The use of space in Chiangmai was based on concepts different from older ones. The capital was no longer just a royal residence, but also had space allotted to members of the royal family, the officials and the commoners. In addition, land was reserved for state institutions such as the government office, granaries, large meeting grounds, markets and temples. Chiangmai thus became the center of economic wealth and administrative power of the Lanna Kingdom under King Mengrai.
Other ancient towns were scattered around and, unlike the towns of the "Chiangmai group", were not closely knit. These small-sized towns were situated in the former sparsely populated outer regions of Hariphunchai close to mountain areas or along tributaries to the Ping River.

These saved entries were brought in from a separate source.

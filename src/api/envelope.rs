// Response envelope
//
// The backend wraps results as {Code, Message, Data, RequestId}. Parsing is
// lenient: a missing Code reads as 0, a missing Message as "", and a Data that
// is not an object as {}.

use serde::de::DeserializeOwned;
use serde::{Deserialize, Serialize};
use serde_json::{Map, Value};

#[derive(Debug, Clone, PartialEq)]
pub struct ApiEnvelope {
    pub code: i64,
    pub message: String,
    pub data: Value,
    pub request_id: Option<String>,
}

/// One entry of a `QueryDigitalHumanStreamTasks` result
#[derive(Debug, Clone, PartialEq, Eq, Default, Serialize, Deserialize)]
#[serde(rename_all = "PascalCase", default)]
pub struct StreamTask {
    pub task_id: String,
    pub room_id: String,
    pub stream_id: String,
    pub user_id: String,
}

impl ApiEnvelope {
    pub fn from_value(value: &Value) -> Self {
        let code = match value.get("Code") {
            Some(Value::Number(n)) => n.as_i64().or_else(|| n.as_f64().map(|f| f as i64)),
            _ => None,
        };
        let data = match value.get("Data") {
            Some(data @ Value::Object(_)) => data.clone(),
            _ => Value::Object(Map::new()),
        };

        Self {
            code: code.unwrap_or(0),
            message: value
                .get("Message")
                .and_then(Value::as_str)
                .unwrap_or_default()
                .to_string(),
            data,
            request_id: value
                .get("RequestId")
                .and_then(Value::as_str)
                .map(str::to_string),
        }
    }

    pub fn is_success(&self) -> bool {
        self.code == 0
    }

    pub fn data_as<T: DeserializeOwned>(&self) -> Result<T, serde_json::Error> {
        T::deserialize(&self.data)
    }

    /// Tasks listed under `Data.Tasks` or `Data.TaskList`; entries that do not
    /// look like tasks are skipped
    pub fn tasks(&self) -> Vec<StreamTask> {
        let list = ["Tasks", "TaskList"]
            .iter()
            .find_map(|key| self.data.get(*key).and_then(Value::as_array));

        list.map(|items| {
            items
                .iter()
                .filter_map(|item| StreamTask::deserialize(item).ok())
                .collect()
        })
        .unwrap_or_default()
    }
}

#[cfg(test)]
mod tests {
    use super::*;
    use crate::api::{CreateStreamTaskData, DigitalHumanInfo, TokenData};
    use serde_json::json;

    #[test]
    fn test_full_envelope() {
        let envelope = ApiEnvelope::from_value(&json!({
            "Code": 0,
            "Message": "Success",
            "RequestId": "req-1",
            "Data": {"DigitalHumanId": "dh_1", "AppId": 42}
        }));
        assert!(envelope.is_success());
        assert_eq!(envelope.message, "Success");
        assert_eq!(envelope.request_id.as_deref(), Some("req-1"));

        let info: DigitalHumanInfo = envelope.data_as().unwrap();
        assert_eq!(info.digital_human_id, "dh_1");
        assert_eq!(info.app_id, 42);
    }

    #[test]
    fn test_create_task_envelope() {
        let envelope = ApiEnvelope::from_value(&json!({
            "Code": 0,
            "Message": "Success",
            "RequestId": "req-2",
            "Data": {
                "TaskId": "task_1",
                "RoomId": "test_room_1",
                "StreamId": "stream_1",
                "Base64Config": "eyJ9",
                "AppId": "123456",
                "Token": "04AAA"
            }
        }));
        assert!(envelope.is_success());

        let data: CreateStreamTaskData = envelope.data_as().unwrap();
        assert_eq!(data.task_id, "task_1");
        assert_eq!(data.room_id, "test_room_1");
        assert_eq!(data.base64_config, "eyJ9");
        assert_eq!(data.app_id, "123456");
        assert_eq!(data.token, "04AAA");

        let partial: CreateStreamTaskData =
            ApiEnvelope::from_value(&json!({"Data": {"TaskId": "t"}})).data_as().unwrap();
        assert_eq!(partial.task_id, "t");
        assert_eq!(partial.stream_id, "");
    }

    #[test]
    fn test_token_envelope() {
        let envelope = ApiEnvelope::from_value(&json!({
            "Code": 0,
            "Message": "Generate token success",
            "Data": {"token": "04BBB", "user_id": "user_001", "expire_time": 1700000000000i64}
        }));
        let data: TokenData = envelope.data_as().unwrap();
        assert_eq!(data.token, "04BBB");
        assert_eq!(data.user_id, "user_001");
        assert_eq!(data.expire_time, 1_700_000_000_000);
    }

    #[test]
    fn test_missing_fields_use_defaults() {
        let envelope = ApiEnvelope::from_value(&json!({"Data": [1, 2]}));
        assert_eq!(envelope.code, 0);
        assert_eq!(envelope.message, "");
        assert_eq!(envelope.data, json!({}));
        assert_eq!(envelope.request_id, None);
    }

    #[test]
    fn test_business_error_code() {
        let envelope = ApiEnvelope::from_value(&json!({"Code": 400, "Message": "TaskId required"}));
        assert!(!envelope.is_success());
        assert_eq!(envelope.code, 400);
    }

    #[test]
    fn test_tasks_from_either_key() {
        let tasks = ApiEnvelope::from_value(&json!({
            "Code": 0,
            "Data": {"Tasks": [{"TaskId": "t1", "RoomId": "r1"}, "garbage"]}
        }))
        .tasks();
        assert_eq!(tasks.len(), 1);
        assert_eq!(tasks[0].task_id, "t1");
        assert_eq!(tasks[0].room_id, "r1");

        let tasks = ApiEnvelope::from_value(&json!({
            "Data": {"TaskList": [{"TaskId": "t2"}]}
        }))
        .tasks();
        assert_eq!(tasks[0].task_id, "t2");

        assert!(ApiEnvelope::from_value(&json!({"Data": {}})).tasks().is_empty());
    }
}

The founding of towns during the Mengrai Dynasty reflected great prospering of the country. Urban expansion was considerable compared to the number of towns which had existed during the Hariphoonchai period. Various factors contributed to these changes. First of all, the Lanna adapted several aspects of Hariphoonchai culture. The Mon alphabet was used to create the Dhamma script as a medium of communication in administration and culture. The indigenous form of Dvaradi Buddhism was continued. Architectural styles of Hariphunchai were retained. The state of Lanna not only adopted many aspects of Hariphunchai culture, but also other indigenous cultures, such as that of the Lua. From the fusion of these different cultures, a unique Lanna culture emerged, unifying all the communities in the Chiangmai-Lumphun Basin.
Secondly, Lanna used Buddhism as a tool to instill spiritual unity among its population. The kings of the Mengrai Dynasty were ardent devotees of Buddhism and their policies helped Buddhism prosper throughout the Lanna Kingdom. Large numbers of wat (temples) were built at that time, even in small towns. Each town had its main wat, and also several others. Lanna seemed to have been far more successful in promoting and spreading Buddhism than Hariphoonchai.

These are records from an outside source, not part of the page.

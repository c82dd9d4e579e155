// Configuration loader
// Loads the API base URL from ~/.dhclient/config.toml, overridden by environment variables

use anyhow::{bail, Context, Result};
use std::fs;
use std::path::{Path, PathBuf};

use super::settings::ClientConfig;
use crate::errors::{config_missing_error, config_parse_error};

pub const API_BASE_URL_ENV: &str = "API_BASE_URL";
pub const USER_ID_ENV: &str = "DH_USER_ID";

/// Location of the config file (~/.dhclient/config.toml)
pub fn config_path() -> Result<PathBuf> {
    let home = dirs::home_dir().context("Could not determine home directory")?;
    Ok(home.join(".dhclient").join("config.toml"))
}

/// Load configuration from the config file and environment
///
/// `API_BASE_URL` and `DH_USER_ID` override the matching file values when set
/// to a non-empty string; either source alone is enough.
pub fn load_config() -> Result<ClientConfig> {
    let path = config_path()?;
    let file = if path.exists() {
        Some(load_config_from_path(&path)?)
    } else {
        None
    };

    let env_base_url = std::env::var(API_BASE_URL_ENV).ok();
    let env_user_id = std::env::var(USER_ID_ENV).ok();

    match apply_env_overrides(file, env_base_url, env_user_id) {
        Some(config) => Ok(config),
        None => bail!(config_missing_error(path.display(), API_BASE_URL_ENV)),
    }
}

/// Layer environment values over the file config (blank values are ignored)
fn apply_env_overrides(
    file: Option<ClientConfig>,
    base_url: Option<String>,
    user_id: Option<String>,
) -> Option<ClientConfig> {
    let non_blank = |value: Option<String>| {
        value
            .map(|v| v.trim().to_string())
            .filter(|v| !v.is_empty())
    };

    let mut config = match (file, non_blank(base_url)) {
        (Some(mut config), Some(base_url)) => {
            config.api_base_url = base_url;
            config
        }
        (Some(config), None) => config,
        (None, Some(base_url)) => ClientConfig::new(base_url),
        (None, None) => return None,
    };

    if let Some(user_id) = non_blank(user_id) {
        config.user_id = Some(user_id);
    }
    Some(config)
}

/// Load configuration from a specific TOML file
pub fn load_config_from_path(path: &Path) -> Result<ClientConfig> {
    let contents = fs::read_to_string(path)
        .with_context(|| format!("Failed to read {}", path.display()))?;

    let mut config: ClientConfig = match toml::from_str(&contents) {
        Ok(config) => config,
        Err(e) => bail!(config_parse_error(path.display(), &e.to_string())),
    };

    config.api_base_url = config.api_base_url.trim().to_string();
    if config.api_base_url.is_empty() {
        bail!("api_base_url in {} must not be empty", path.display());
    }

    Ok(config)
}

And, thirdly, the founding of towns along trading routes which occurred in response to the importance of trade and commerce during the Lanna period. These towns were places to exchange goods and offered facilities and protection for merchants. During the Lanna period, the commercial network along the Ping River and its tributaries expanded as never before.
During the Burmese rule from 1558 to 1775, there is no evidence of new towns being built in the Chiangmai-Lumphun Basin. As a result of wars and internal unrest, Lanna became both deserted and depopulated. In 1782, King Gawila was appointed the vassal king of Chiangmai. The city was deserted, and trying to restore it proved to be difficult due to a serious shortage of manpower and the control of most of Lanna by Burmese troops. It took fourteen years, but King Gawila was finally able to restore Chiangmai in 1796. When he did, he rebuilt the city wall and various forts near its corners, because the Burmese threat had not yet disappeared.

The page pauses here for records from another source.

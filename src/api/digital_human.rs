// Digital-human asset info and RTC tokens

use serde_json::{json, Value};

use super::{GET_DIGITAL_HUMAN_INFO, ZEGO_TOKEN};
use crate::client::ApiClient;
use crate::errors::ApiError;

pub struct DigitalHumanApi<'a> {
    client: &'a ApiClient,
}

impl<'a> DigitalHumanApi<'a> {
    pub fn new(client: &'a ApiClient) -> Self {
        Self { client }
    }

    /// Fetch asset info (and a preload token) for `user_id`
    pub async fn get_digital_human_info(&self, user_id: &str) -> Result<Value, ApiError> {
        self.client
            .post(GET_DIGITAL_HUMAN_INFO, &json!({ "UserId": user_id }))
            .await
    }

    /// Issue an RTC room token for `user_id` (GET, `userId` query parameter)
    pub async fn zego_token(&self, user_id: &str) -> Result<Value, ApiError> {
        self.client.get(ZEGO_TOKEN, &[("userId", user_id)]).await
    }
}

It can be argued that the reign of King Gawila was the last period of the founding of fortified towns in Lanna. Later the military threat gradually diminished and traditional methods of warfare disappeared. The city wall of Chiangmai lost its military function and, due to neglect, fell into decay. However, civic efforts over the past several years have seen all four of the original corners of the old inner city wall restored, along with some portions of the wall itself. And, of course, the original moat is still in place, so even today, it is possible to visualize the original Chiangmai city plan as it was conceived and constructed under King Mengrai over 700 years ago.